The Healing Power of Stories- Whole, Broken, Bent or Healing

Written by Kim McCloskey

Timpchat- Timp Reflection With City-XLIn The Healing Power of Stories Daniel Taylor contends that the stories we tell can reshape our characters and add meaning to our lives by reminding us that actions have consequences. Not all stories are created equal and the better stories, he says, “should be truthful, freeing, gracious, and hopeful.” Stories have the power to heal, reenergize, or even harm our psyche depending on their type, of which there are four; whole, bent, broken and healing.

Whole stories portray good as good, evil as evil, and good wins. Most of the classics are in this category and most storytellers spend their time with these types of stories.

Bent stories portray evil as good, good as evil, and evil wins. Examples include many horror stories, pornography,  and even Hitler’s Mein Kampf. Bent stories can trap us and make us feel hopeless about the world in general.

Broken stories portray good as good, and evil as evil, but evil wins. Something is broken, not right, and needs to be fixed. Examples include Lord of the Flies and 1984. These stories, while not uplifting, have the potential to motivate us to heal something broken in the real world.

Healing stories portray good as good, bad as bad and can be either whole or broken stories. In a healing story the listener is profoundly moved, changed, or healed by the experience of hearing or reading the story. The answer to the problem is offered within the story itself, often in the ending.

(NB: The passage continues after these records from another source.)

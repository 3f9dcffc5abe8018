//! Raw dataset schema handling.
//!
//! Defines the expected TLC yellow taxi CSV layout, the dtype overrides
//! applied while reading, and validation of required columns.

use crate::constants::columns;
use crate::error::{Result, TaxiError};
use polars::prelude::*;
use std::path::Path;

/// Columns that must be present in every raw trip file.
///
/// Timestamps are read as strings and parsed during cleaning so that
/// individual malformed values surface as per-row drops rather than a
/// file-level failure.
pub const REQUIRED_RAW_COLUMNS: &[&str] = &[
    columns::PICKUP_DATETIME,
    columns::DROPOFF_DATETIME,
    columns::PU_LOCATION_ID,
    columns::DO_LOCATION_ID,
    columns::TRIP_DISTANCE,
    columns::FARE_AMOUNT,
    columns::PAYMENT_TYPE,
    columns::PASSENGER_COUNT,
];

/// Optional raw columns carried through when present
pub const OPTIONAL_RAW_COLUMNS: &[&str] = &[columns::TOTAL_AMOUNT];

/// Dtype overrides for reading raw trip CSVs.
///
/// Unparseable numeric values become nulls (read with ignore_errors) and
/// are attributed to drop reasons during cleaning.
pub fn raw_schema_overrides() -> Schema {
    Schema::from_iter([
        Field::new(columns::PICKUP_DATETIME.into(), DataType::String),
        Field::new(columns::DROPOFF_DATETIME.into(), DataType::String),
        Field::new(columns::PU_LOCATION_ID.into(), DataType::Int64),
        Field::new(columns::DO_LOCATION_ID.into(), DataType::Int64),
        Field::new(columns::TRIP_DISTANCE.into(), DataType::Float64),
        Field::new(columns::FARE_AMOUNT.into(), DataType::Float64),
        Field::new(columns::TOTAL_AMOUNT.into(), DataType::Float64),
        Field::new(columns::PAYMENT_TYPE.into(), DataType::Int64),
        Field::new(columns::PASSENGER_COUNT.into(), DataType::Int64),
    ])
}

/// Verify that a raw DataFrame carries every required column
pub fn validate_raw_columns(df: &DataFrame, path: &Path) -> Result<()> {
    for column in REQUIRED_RAW_COLUMNS {
        if df.column(column).is_err() {
            return Err(TaxiError::missing_column(*column, path));
        }
    }
    Ok(())
}

/// Schema of the enriched dataset written by the pipeline, in output
/// column order
pub fn enriched_schema() -> Schema {
    Schema::from_iter([
        Field::new(
            columns::PICKUP_DATETIME.into(),
            DataType::Datetime(TimeUnit::Microseconds, None),
        ),
        Field::new(
            columns::DROPOFF_DATETIME.into(),
            DataType::Datetime(TimeUnit::Microseconds, None),
        ),
        Field::new(columns::PU_LOCATION_ID.into(), DataType::Int64),
        Field::new(columns::DO_LOCATION_ID.into(), DataType::Int64),
        Field::new(columns::PASSENGER_COUNT.into(), DataType::Int64),
        Field::new(columns::TRIP_DISTANCE.into(), DataType::Float64),
        Field::new(columns::FARE_AMOUNT.into(), DataType::Float64),
        Field::new(columns::TOTAL_AMOUNT.into(), DataType::Float64),
        Field::new(columns::PAYMENT_TYPE.into(), DataType::Int64),
        Field::new(columns::DURATION_MINUTES.into(), DataType::Float64),
        Field::new(columns::SPEED_MPH.into(), DataType::Float64),
        Field::new(columns::PICKUP_HOUR.into(), DataType::Int32),
        Field::new(columns::PICKUP_DAY_OF_WEEK.into(), DataType::Int32),
    ])
}

#[cfg(test)]
mod tests {
    use super::*;

    #[test]
    fn test_overrides_cover_required_columns() {
        let schema = raw_schema_overrides();
        for column in REQUIRED_RAW_COLUMNS {
            assert!(
                schema.get(column).is_some(),
                "missing override for {}",
                column
            );
        }
    }

    #[test]
    fn test_timestamps_read_as_strings() {
        let schema = raw_schema_overrides();
        assert_eq!(
            schema.get(columns::PICKUP_DATETIME),
            Some(&DataType::String)
        );
        assert_eq!(
            schema.get(columns::DROPOFF_DATETIME),
            Some(&DataType::String)
        );
    }

    #[test]
    fn test_validate_raw_columns() {
        let df = df! {
            columns::PICKUP_DATETIME => ["2024-01-01 08:00:00"],
            columns::DROPOFF_DATETIME => ["2024-01-01 08:15:00"],
            columns::PU_LOCATION_ID => [132i64],
            columns::DO_LOCATION_ID => [48i64],
            columns::TRIP_DISTANCE => [3.0f64],
            columns::FARE_AMOUNT => [14.5f64],
            columns::PAYMENT_TYPE => [1i64],
            columns::PASSENGER_COUNT => [1i64],
        }
        .unwrap();

        assert!(validate_raw_columns(&df, Path::new("trips.csv")).is_ok());

        let missing = df.drop(columns::FARE_AMOUNT).unwrap();
        let err = validate_raw_columns(&missing, Path::new("trips.csv"));
        assert!(err.is_err());
    }

    #[test]
    fn test_enriched_schema_has_derived_columns() {
        let schema = enriched_schema();
        assert_eq!(schema.get(columns::DURATION_MINUTES), Some(&DataType::Float64));
        assert_eq!(schema.get(columns::SPEED_MPH), Some(&DataType::Float64));
        assert_eq!(schema.get(columns::PICKUP_HOUR), Some(&DataType::Int32));
        assert_eq!(
            schema.get(columns::PICKUP_DAY_OF_WEEK),
            Some(&DataType::Int32)
        );
    }
}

In the stories that we tell and the stories we seek out we can look for truth as well as hope. This doesn’t mean that we avoid sad or tragic tales because they are seemingly hopeless. Sad, complicated stories can also elevate the listener if we realize that there are more complex ways to responding to them rather than by just simply being happy or sad. If a story can move us beyond our sadness to find empathy, healing, or a call to action then the well-told tale can continue to live on long after the story is over.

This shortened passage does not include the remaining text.